What to do with the remainder on the upper floors? Was there any point in restoring these spaces to what they had been, when so much had been destroyed? The National Trust decided that Clandon deserved a new life for the 21st century, combining the restoration of the main rooms with new uses of the remainder as flexible spaces for contemporary art exhibitions, displays, performances and other activities.
The different proposals of the six finalists of the international architectural competition to provide ideas for the future of Clandon and enable the Trust to select a design team are currently on show in a pavilion in the Park, the firms beingAL_A and Giles Quarme & Associates, Allies and Morrison and Feilden+Mawson, Donald Insall Associates and Diller Scofidio + Renfro, Purcell and Sam Jacob Studio, Selldorf Architects and Cowie Montgomery Architects, and, Sergison Bates Architects and AOC Architecture.

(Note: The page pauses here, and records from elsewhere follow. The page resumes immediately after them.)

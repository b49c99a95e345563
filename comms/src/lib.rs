/// The fixed deck of estimate cards
pub mod card;
/// Set of commands (intents) which the server can receive and process
pub mod command;
/// Set of events the server pushes to its connections
pub mod event;
/// Client side copy of the session, rebuilt from events
pub mod mirror;
/// Implementation of event and command transportation over WebSockets.
/// Requires 'server' or 'client' features to be enabled and will bring in tokio dependency alongside with other dependencies
pub mod transport;
use comms::mirror::VoteStatus;
use crossterm::event::{KeyCode, KeyEvent, KeyEventKind, KeyModifiers};
use ratatui::{prelude::*, widgets::*, Frame};
use tokio::sync::mpsc::UnboundedSender;

use crate::state_store::{action::Action, ServerConnectionStatus, State};
use crate::ui_management::components::{
    usage::{HasUsageInfo, KeyBinding, UsageInfo},
    Component, ComponentRender,
};

use super::{
    components::{
        card_deck::{self, CardDeck},
        name_input::{self, NameInput},
        task_description::{self, TaskDescription},
    },
    section::SectionActivation,
};

#[derive(Debug, Clone, Copy, PartialEq)]
pub enum Section {
    NameInput,
    TaskDescription,
    CardDeck,
}

impl Section {
    const ALL: [Section; 3] = [Section::NameInput, Section::TaskDescription, Section::CardDeck];

    fn position(self) -> usize {
        Self::ALL
            .iter()
            .position(|section| *section == self)
            .unwrap_or_default()
    }

    fn next(self) -> Self {
        Self::ALL[(self.position() + 1) % Self::ALL.len()]
    }

    fn previous(self) -> Self {
        Self::ALL[(self.position() + Self::ALL.len() - 1) % Self::ALL.len()]
    }
}

struct Props {
    /// Participants in join order with what their row shows
    statuses: Vec<(String, VoteStatus)>,
    /// Name this client joined under
    username: Option<String>,
    /// Average of the round, once everybody voted
    average_vote: Option<f64>,
    votes_cast: usize,
    connection_status: ServerConnectionStatus,
    /// Notices, oldest first
    notices: Vec<String>,
    timer: usize,
}

impl From<&State> for Props {
    fn from(state: &State) -> Self {
        Props {
            statuses: state.mirror.statuses(),
            username: state.username.clone().filter(|_| state.has_joined()),
            average_vote: state.mirror.average_vote(),
            votes_cast: state.mirror.votes_cast(),
            connection_status: state.server_connection_status.clone(),
            notices: state.notices.asc_iter().cloned().collect(),
            timer: state.timer,
        }
    }
}

const DEFAULT_HOVERED_SECTION: Section = Section::NameInput;

/// PokerPage shows the session and takes the user's intents
pub struct PokerPage {
    /// Action sender
    action_tx: UnboundedSender<Action>,
    /// State Mapped PokerPage Props
    props: Props,
    // Internal State
    /// Currently active section, handling input
    active_section: Option<Section>,
    /// Section that is currently hovered
    last_hovered_section: Section,
    // Child Components
    name_input: NameInput,
    task_description: TaskDescription,
    card_deck: CardDeck,
}

impl PokerPage {
    fn get_component_for_section(&self, section: Section) -> &dyn Component {
        match section {
            Section::NameInput => &self.name_input,
            Section::TaskDescription => &self.task_description,
            Section::CardDeck => &self.card_deck,
        }
    }

    fn get_component_for_section_mut(&mut self, section: Section) -> &mut dyn Component {
        match section {
            Section::NameInput => &mut self.name_input,
            Section::TaskDescription => &mut self.task_description,
            Section::CardDeck => &mut self.card_deck,
        }
    }

    fn get_section_activation_for_section(
        &mut self,
        section: Section,
    ) -> &mut dyn SectionActivation {
        match section {
            Section::NameInput => &mut self.name_input,
            Section::TaskDescription => &mut self.task_description,
            Section::CardDeck => &mut self.card_deck,
        }
    }

    fn calculate_border_color(&self, section: Section) -> Color {
        match (self.active_section, self.last_hovered_section) {
            (Some(active_section), _) if active_section == section => Color::Yellow,
            (_, last_hovered_section) if last_hovered_section == section => Color::Blue,
            _ => Color::Reset,
        }
    }

    fn activate_section(&mut self, section: Section) {
        self.active_section = Some(section);
        self.get_section_activation_for_section(section).activate();
    }

    fn disable_section(&mut self, section: Section) {
        self.get_section_activation_for_section(section).deactivate();

        self.active_section = None;
    }

    fn send(&self, action: Action) {
        let _ = self.action_tx.send(action);
    }
}

impl Component for PokerPage {
    fn new(state: &State, action_tx: UnboundedSender<Action>) -> Self
    where
        Self: Sized,
    {
        PokerPage {
            action_tx: action_tx.clone(),
            props: Props::from(state),
            // internal component state
            active_section: None,
            last_hovered_section: DEFAULT_HOVERED_SECTION,
            // child components
            name_input: NameInput::new(state, action_tx.clone()),
            task_description: TaskDescription::new(state, action_tx.clone()),
            card_deck: CardDeck::new(state, action_tx),
        }
    }

    fn move_with_state(self, state: &State) -> Self
    where
        Self: Sized,
    {
        PokerPage {
            props: Props::from(state),
            // propogate the update to the child components
            name_input: self.name_input.move_with_state(state),
            task_description: self.task_description.move_with_state(state),
            card_deck: self.card_deck.move_with_state(state),
            ..self
        }
    }

    fn name(&self) -> &str {
        "Poker Page"
    }

    fn handle_key_event(&mut self, key: KeyEvent) {
        if key.kind != KeyEventKind::Press {
            return;
        }

        match self.active_section {
            None => match key.code {
                KeyCode::Char('e') | KeyCode::Enter => {
                    self.activate_section(self.last_hovered_section)
                }
                KeyCode::Left | KeyCode::Up => {
                    self.last_hovered_section = self.last_hovered_section.previous()
                }
                KeyCode::Right | KeyCode::Down => {
                    self.last_hovered_section = self.last_hovered_section.next()
                }
                KeyCode::Char('r') => self.send(Action::Reset),
                KeyCode::Char('l') => self.send(Action::Leave),
                KeyCode::Char('q') => self.send(Action::Exit),
                KeyCode::Char('c') if key.modifiers.contains(KeyModifiers::CONTROL) => {
                    self.send(Action::Exit)
                }
                _ => {}
            },
            Some(section) => {
                if key.code == KeyCode::Esc {
                    return self.disable_section(section);
                }

                self.get_component_for_section_mut(section)
                    .handle_key_event(key);

                // text inputs are done once submitted, the deck stays open to change the vote
                match section {
                    Section::NameInput | Section::TaskDescription if key.code == KeyCode::Enter => {
                        self.disable_section(section)
                    }
                    _ => (),
                }
            }
        }
    }
}

fn calculate_list_offset(height: u16, items_len: usize) -> usize {
    // go back by (container height - 2 for borders) to get the offset
    items_len.saturating_sub(height.saturating_sub(2) as usize)
}

impl PokerPage {
    fn participant_items(&self) -> Vec<ListItem<'static>> {
        self.props
            .statuses
            .iter()
            .map(|(name, status)| {
                let status_span = match status {
                    VoteStatus::Waiting => Span::from("thinking...").italic().dark_gray(),
                    VoteStatus::Voted => Span::from("voted").green(),
                    VoteStatus::Revealed(card) => Span::from(card.to_string()).bold().yellow(),
                };

                let name_span = Span::from(format!("{:<20}", name));
                let name_span = if self.props.username.as_deref() == Some(name.as_str()) {
                    name_span.bold()
                } else {
                    name_span
                };

                ListItem::new(Line::from(vec![name_span, status_span]))
            })
            .collect()
    }

    fn result_line(&self) -> Line<'static> {
        match self.props.average_vote {
            Some(average) => Line::from(vec![
                "Everybody voted, average: ".into(),
                Span::from(format!("{:.1}", average)).bold().green(),
            ]),
            None if self.props.statuses.is_empty() => {
                Line::from("Nobody joined yet".italic())
            }
            None => Line::from(format!(
                "Waiting for votes ({}/{})",
                self.props.votes_cast,
                self.props.statuses.len()
            )),
        }
    }

    fn connection_line(&self) -> Line<'static> {
        match &self.props.connection_status {
            ServerConnectionStatus::Connected { addr } => Line::from(vec![
                "Connected ".green().bold(),
                Span::from(format!("to {}", addr)),
            ]),
            ServerConnectionStatus::Reconnecting { err, .. } => Line::from(vec![
                "Disconnected ".red().bold(),
                Span::from(format!("({}), reconnecting...", err)).red(),
            ]),
            _ => Line::from("Not connected".dark_gray()),
        }
    }
}

impl ComponentRender<()> for PokerPage {
    fn render<B: Backend>(&self, frame: &mut Frame<B>, _props: ()) {
        let [left, right] = *Layout::default()
            .direction(Direction::Horizontal)
            .constraints([Constraint::Percentage(65), Constraint::Percentage(35)].as_ref())
            .split(frame.size())
        else {
            panic!("The main layout should have 2 chunks")
        };

        let [container_name, container_task, container_cards, container_result, container_participants] =
            *Layout::default()
                .direction(Direction::Vertical)
                .constraints(
                    [
                        Constraint::Length(3),
                        Constraint::Length(3),
                        Constraint::Length(5),
                        Constraint::Length(3),
                        Constraint::Min(3),
                    ]
                    .as_ref(),
                )
                .split(left)
        else {
            panic!("The left layout should have 5 chunks")
        };

        self.name_input.render(
            frame,
            name_input::RenderProps {
                area: container_name,
                border_color: self.calculate_border_color(Section::NameInput),
                show_cursor: self.active_section == Some(Section::NameInput),
            },
        );

        self.task_description.render(
            frame,
            task_description::RenderProps {
                area: container_task,
                border_color: self.calculate_border_color(Section::TaskDescription),
            },
        );

        self.card_deck.render(
            frame,
            card_deck::RenderProps {
                area: container_cards,
                border_color: self.calculate_border_color(Section::CardDeck),
            },
        );

        let result = Paragraph::new(self.result_line())
            .block(Block::default().borders(Borders::ALL).title("Result"));
        frame.render_widget(result, container_result);

        let participants = List::new(self.participant_items()).block(
            Block::default()
                .borders(Borders::ALL)
                .title(format!("Participants ({})", self.props.statuses.len())),
        );
        frame.render_widget(participants, container_participants);

        let [container_session, container_notices, container_usage] = *Layout::default()
            .direction(Direction::Vertical)
            .constraints(
                [
                    Constraint::Length(5),
                    Constraint::Min(3),
                    Constraint::Length(9),
                ]
                .as_ref(),
            )
            .split(right)
        else {
            panic!("The right layout should have 3 chunks")
        };

        let user_line = match self.props.username.as_ref() {
            Some(name) => Line::from(format!("User: {}", name)),
            None => Line::from("User: not joined".italic()),
        };
        let session_info = Paragraph::new(Text::from(vec![
            self.connection_line(),
            user_line,
            Line::from(format!("Session open for: {} secs", self.props.timer)),
        ]))
        .wrap(Wrap { trim: true })
        .block(Block::default().borders(Borders::ALL).title("Session"));
        frame.render_widget(session_info, container_session);

        let notice_offset =
            calculate_list_offset(container_notices.height, self.props.notices.len());
        let notices = List::new(
            self.props
                .notices
                .iter()
                .skip(notice_offset)
                .map(|notice| ListItem::new(Line::from(notice.clone())))
                .collect::<Vec<ListItem>>(),
        )
        .block(Block::default().borders(Borders::ALL).title("Notices"));
        frame.render_widget(notices, container_notices);

        let usage = Paragraph::new(self.usage_info().to_text())
            .wrap(Wrap { trim: true })
            .block(Block::default().borders(Borders::ALL).title("Usage"));
        frame.render_widget(usage, container_usage);
    }
}

impl HasUsageInfo for PokerPage {
    fn usage_info(&self) -> UsageInfo {
        if let Some(section) = self.active_section {
            let handler: &dyn HasUsageInfo = match section {
                Section::NameInput => &self.name_input,
                Section::TaskDescription => &self.task_description,
                Section::CardDeck => &self.card_deck,
            };

            handler.usage_info()
        } else {
            UsageInfo {
                description: Some("Select a widget".into()),
                bindings: vec![
                    KeyBinding::new(&["q"], "to exit"),
                    KeyBinding::new(&["←", "→"], "to hover widgets"),
                    KeyBinding::new(
                        &["e"],
                        format!(
                            "to activate {}",
                            self.get_component_for_section(self.last_hovered_section)
                                .name()
                        ),
                    ),
                    KeyBinding::new(&["r"], "to start a new round"),
                    KeyBinding::new(&["l"], "to leave the session"),
                ],
            }
        }
    }
}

The jury have a tough choice to make from these excellent proposals, with different suggestions for where the entrance to the building should be, the refurbishment (or not) of the west “hall”, now three storeys high, the location and treatment of staircases, how much of the current brickwork to leave exposed and how contemporary the architectural treatment of the new features such as staircases and galleries, should be. Six different options, but whatever is chosen, the best would be something that reflects the uniqueness of Clandon; there are enough gallery spaces across the world that are excellent technically, but have no identity. There is the opportunity here to create something really special that provides 21st century interiors that enhance the history and identity of Clandon and the park in which it sits.